- John Laurie as Private Frazer
- First appearance: "The Man and the Hour"
- Last appearance: "Never Too Old"
- Created by: Jimmy Perry; David Croft;
- Portrayed by: Television/Radio; John Laurie; 1975/76 Stage Show; Hamish Roughead; 2016 Film; Bill Paterson; 2019 Remakes; David Hayman;

In-universe information
- Occupation: Philatelist shopkeeper (Series 1–2) Undertaker (Series 3–9)
- Relatives: Blodwen (niece)
- Affiliated with: Home Guard

= Private Frazer =

Private James Frazer is a fictional Home Guard platoon member and undertaker, first portrayed by John Laurie in the BBC television sitcom Dad's Army. He is noted for his catchphrases "We're doomed!" and "Rubbish!"

==Characterisation==
It is mentioned that Frazer was born in 1882 and is portrayed as a dour, trouble-stirring, exaggerating, wild-eyed Scottish undertaker (formerly the keeper of a philatelist's shop with a hobby of making coffins), who possesses a curious fascination with women who have "big, strong thighs." He hails from the "wild and lonely" Isle of Barra in the Outer Hebrides, an apparently desolate and bleak place that appears to have informed most of his pessimistic, dark tendencies.

It is stated that during the First World War, Frazer served as chief petty officer in the Royal Navy, and was a cook on board HMS Defiant (a fictional warship) during the Battle of Jutland. A fine marksman, he served as a member of the crew of a minesweeper, being responsible for shooting mines with a rifle from the ship. Following the First World War, he moved to Walmington-on-Sea, becoming the town's undertaker.

Private Frazer is a notoriously miserable and miserly soul, he is known for his bleak, pessimistic outlook on life. He makes no secret of his desire for increased rank and power within the platoon. To that end, Frazer is frequently negative and hyper-critical of his superior officers and their decisions, and clearly considers Captain Mainwaring, Sergeant Wilson and Lance Corporal Jones barely fit for command. When given any form of power, he becomes overconfident, arrogant, and tyrannical. A notable example of this is seen in the episode "If the Cap Fits...", when Frazer is given command of the platoon for a few days as an exercise in the difficulties of leadership.

Another example of Frazer letting authority go to his head was shown in the missing episode "A Stripe for Frazer". In the episode, Mainwaring is told he can make one of the members of the platoon up to a full corporal; rather than promote Lance Corporal Jones, he decides to temporarily promote Frazer to lance corporal instead, thinking that he can evaluate which of the two men would make the best corporal. Frazer's desire for power (and the beginning of his rivalry with Jones) leads to him filing numerous charges against nearly every member of the platoon, with Frazer exaggerating petty offences into serious charges to impress Mainwaring.

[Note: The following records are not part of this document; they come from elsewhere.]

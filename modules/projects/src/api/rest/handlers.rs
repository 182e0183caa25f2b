//! REST handlers for builders, agents and projects.

use std::sync::Arc;

use axum::Json;
use axum::extract::{Path, Query, State};
use axum::response::Response;
use uuid::Uuid;

use propdesk_http::{ApiEnvelope, ApiError, ListEnvelope};

use super::dto::{
    AddDocumentRequest, AddMediaRequest, AgentDto, BuilderDto, CreateAgentRequest,
    CreateBuilderRequest, CreateProjectRequest, ListProjectsQuery, PartyListQuery, ProjectDto,
    ProjectStatisticsDto, UpdateAgentRequest, UpdateBuilderRequest, UpdateProjectRequest,
};
use crate::domain::repo::{AgentRepository, BuilderRepository, ProjectRepository};
use crate::domain::service::{AgentService, BuilderService, ProjectService};

// === Builders ===

pub async fn create_builder<R: BuilderRepository>(
    State(svc): State<Arc<BuilderService<R>>>,
    Json(body): Json<CreateBuilderRequest>,
) -> Result<Response, ApiError> {
    let builder = svc.create(body.into()).await?;
    Ok(ApiEnvelope::created(BuilderDto::from(builder), "builder created"))
}

pub async fn list_builders<R: BuilderRepository>(
    State(svc): State<Arc<BuilderService<R>>>,
    Query(query): Query<PartyListQuery>,
) -> Result<ListEnvelope<BuilderDto>, ApiError> {
    let page = svc.list(query.into_query()?).await?;
    Ok(ListEnvelope::ok(page.map(BuilderDto::from), "builders fetched"))
}

pub async fn get_builder<R: BuilderRepository>(
    State(svc): State<Arc<BuilderService<R>>>,
    Path(id): Path<Uuid>,
) -> Result<ApiEnvelope<BuilderDto>, ApiError> {
    Ok(ApiEnvelope::ok(
        BuilderDto::from(svc.get(id).await?),
        "builder fetched",
    ))
}

pub async fn update_builder<R: BuilderRepository>(
    State(svc): State<Arc<BuilderService<R>>>,
    Path(id): Path<Uuid>,
    Json(body): Json<UpdateBuilderRequest>,
) -> Result<ApiEnvelope<BuilderDto>, ApiError> {
    Ok(ApiEnvelope::ok(
        BuilderDto::from(svc.update(id, body.into()).await?),
        "builder updated",
    ))
}

pub async fn delete_builder<R: BuilderRepository>(
    State(svc): State<Arc<BuilderService<R>>>,
    Path(id): Path<Uuid>,
) -> Result<ApiEnvelope<()>, ApiError> {
    svc.remove(id).await?;
    Ok(ApiEnvelope::message("builder archived"))
}

// === Agents ===

pub async fn create_agent<R: AgentRepository>(
    State(svc): State<Arc<AgentService<R>>>,
    Json(body): Json<CreateAgentRequest>,
) -> Result<Response, ApiError> {
    let agent = svc.create(body.into()).await?;
    Ok(ApiEnvelope::created(AgentDto::from(agent), "agent created"))
}

pub async fn list_agents<R: AgentRepository>(
    State(svc): State<Arc<AgentService<R>>>,
    Query(query): Query<PartyListQuery>,
) -> Result<ListEnvelope<AgentDto>, ApiError> {
    let page = svc.list(query.into_query()?).await?;
    Ok(ListEnvelope::ok(page.map(AgentDto::from), "agents fetched"))
}

pub async fn get_agent<R: AgentRepository>(
    State(svc): State<Arc<AgentService<R>>>,
    Path(id): Path<Uuid>,
) -> Result<ApiEnvelope<AgentDto>, ApiError> {
    Ok(ApiEnvelope::ok(
        AgentDto::from(svc.get(id).await?),
        "agent fetched",
    ))
}

pub async fn update_agent<R: AgentRepository>(
    State(svc): State<Arc<AgentService<R>>>,
    Path(id): Path<Uuid>,
    Json(body): Json<UpdateAgentRequest>,
) -> Result<ApiEnvelope<AgentDto>, ApiError> {
    Ok(ApiEnvelope::ok(
        AgentDto::from(svc.update(id, body.into()).await?),
        "agent updated",
    ))
}

pub async fn delete_agent<R: AgentRepository>(
    State(svc): State<Arc<AgentService<R>>>,
    Path(id): Path<Uuid>,
) -> Result<ApiEnvelope<()>, ApiError> {
    svc.remove(id).await?;
    Ok(ApiEnvelope::message("agent archived"))
}

// === Projects ===

type ProjectState<P, B, A> = State<Arc<ProjectService<P, B, A>>>;

pub async fn create_project<P, B, A>(
    State(svc): ProjectState<P, B, A>,
    Json(body): Json<CreateProjectRequest>,
) -> Result<Response, ApiError>
where
    P: ProjectRepository,
    B: BuilderRepository,
    A: AgentRepository,
{
    let project = svc.create(body.into()).await?;
    Ok(ApiEnvelope::created(ProjectDto::from(project), "project created"))
}

pub async fn list_projects<P, B, A>(
    State(svc): ProjectState<P, B, A>,
    Query(query): Query<ListProjectsQuery>,
) -> Result<ListEnvelope<ProjectDto>, ApiError>
where
    P: ProjectRepository,
    B: BuilderRepository,
    A: AgentRepository,
{
    let page = svc.list(query.into_query()?).await?;
    Ok(ListEnvelope::ok(page.map(ProjectDto::from), "projects fetched"))
}

pub async fn get_project<P, B, A>(
    State(svc): ProjectState<P, B, A>,
    Path(id): Path<Uuid>,
) -> Result<ApiEnvelope<ProjectDto>, ApiError>
where
    P: ProjectRepository,
    B: BuilderRepository,
    A: AgentRepository,
{
    Ok(ApiEnvelope::ok(
        ProjectDto::from(svc.get(id).await?),
        "project fetched",
    ))
}

pub async fn update_project<P, B, A>(
    State(svc): ProjectState<P, B, A>,
    Path(id): Path<Uuid>,
    Json(body): Json<UpdateProjectRequest>,
) -> Result<ApiEnvelope<ProjectDto>, ApiError>
where
    P: ProjectRepository,
    B: BuilderRepository,
    A: AgentRepository,
{
    Ok(ApiEnvelope::ok(
        ProjectDto::from(svc.update(id, body.into()).await?),
        "project updated",
    ))
}

pub async fn delete_project<P, B, A>(
    State(svc): ProjectState<P, B, A>,
    Path(id): Path<Uuid>,
) -> Result<ApiEnvelope<()>, ApiError>
where
    P: ProjectRepository,
    B: BuilderRepository,
    A: AgentRepository,
{
    svc.remove(id).await?;
    Ok(ApiEnvelope::message("project archived"))
}

pub async fn project_statistics<P, B, A>(
    State(svc): ProjectState<P, B, A>,
) -> Result<ApiEnvelope<ProjectStatisticsDto>, ApiError>
where
    P: ProjectRepository,
    B: BuilderRepository,
    A: AgentRepository,
{
    Ok(ApiEnvelope::ok(
        ProjectStatisticsDto::from(svc.statistics().await?),
        "project statistics fetched",
    ))
}

pub async fn add_project_media<P, B, A>(
    State(svc): ProjectState<P, B, A>,
    Path(id): Path<Uuid>,
    Json(body): Json<AddMediaRequest>,
) -> Result<ApiEnvelope<ProjectDto>, ApiError>
where
    P: ProjectRepository,
    B: BuilderRepository,
    A: AgentRepository,
{
    let project = svc.add_media(id, body.url, body.kind, body.title).await?;
    Ok(ApiEnvelope::ok(ProjectDto::from(project), "media added"))
}

pub async fn remove_project_media<P, B, A>(
    State(svc): ProjectState<P, B, A>,
    Path((id, media_id)): Path<(Uuid, Uuid)>,
) -> Result<ApiEnvelope<ProjectDto>, ApiError>
where
    P: ProjectRepository,
    B: BuilderRepository,
    A: AgentRepository,
{
    let project = svc.remove_media(id, media_id).await?;
    Ok(ApiEnvelope::ok(ProjectDto::from(project), "media removed"))
}

pub async fn add_project_document<P, B, A>(
    State(svc): ProjectState<P, B, A>,
    Path(id): Path<Uuid>,
    Json(body): Json<AddDocumentRequest>,
) -> Result<ApiEnvelope<ProjectDto>, ApiError>
where
    P: ProjectRepository,
    B: BuilderRepository,
    A: AgentRepository,
{
    let project = svc
        .add_document(id, body.url, body.title, body.doc_type)
        .await?;
    Ok(ApiEnvelope::ok(ProjectDto::from(project), "document added"))
}

pub async fn remove_project_document<P, B, A>(
    State(svc): ProjectState<P, B, A>,
    Path((id, doc_id)): Path<(Uuid, Uuid)>,
) -> Result<ApiEnvelope<ProjectDto>, ApiError>
where
    P: ProjectRepository,
    B: BuilderRepository,
    A: AgentRepository,
{
    let project = svc.remove_document(id, doc_id).await?;
    Ok(ApiEnvelope::ok(ProjectDto::from(project), "document removed"))
}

Frazer is somewhat two-faced, having a tendency to doubt people and their situations. In many instances, he will quickly cast doubt upon Mainwaring's plans, or the bravery of one of his fellow platoon members (usually the mild-mannered Godfrey). When the targets of his scorn manage to prove him wrong, Frazer will immediately ensure he is on the winning side of an argument; in these cases he will often make statements like "I never doubted ye for a second" to Mainwaring, or proclaim Godfrey to be "a man of steel, just like I've always said". His main rivalries are with the other ageing members in the platoon, notably Corporal Jones and Private Godfrey, though he has a more amenable relationship with Private Walker, who jokingly gives Frazer the nickname "Taffy" (a slang term for Welsh people, used by Walker as a playful dig at Frazer's Scottish heritage). Occasionally, Frazer does show a more generous side to his character, such as when he saves Private Godfrey's cottage from being demolished to make way for a runway, though in typical Frazer style, he does not let on that it was he who saved the cottage.

==Medals==
Although Private Frazer rarely wore his ribbons he was awarded the usual trilogy of First World War campaign medals (commonly known as "Pip, Squeak and Wilfred"), as a Chief Petty Officer in the Royal Navy during the First World War, in addition to his Polar Medal for the Shackleton Expedition of 1904–1907.

==Other portrayals==
John Laurie believed that taking part in the Dad's Army stage show would prove to be too exhausting for him, so the part of Frazer was played by Hamish Roughead in the 1975–76 stage production.

Bill Paterson played Frazer in the 2016 feature film, while David Hayman portrayed Private Frazer in Dad's Army: The Lost Episodes in 2019.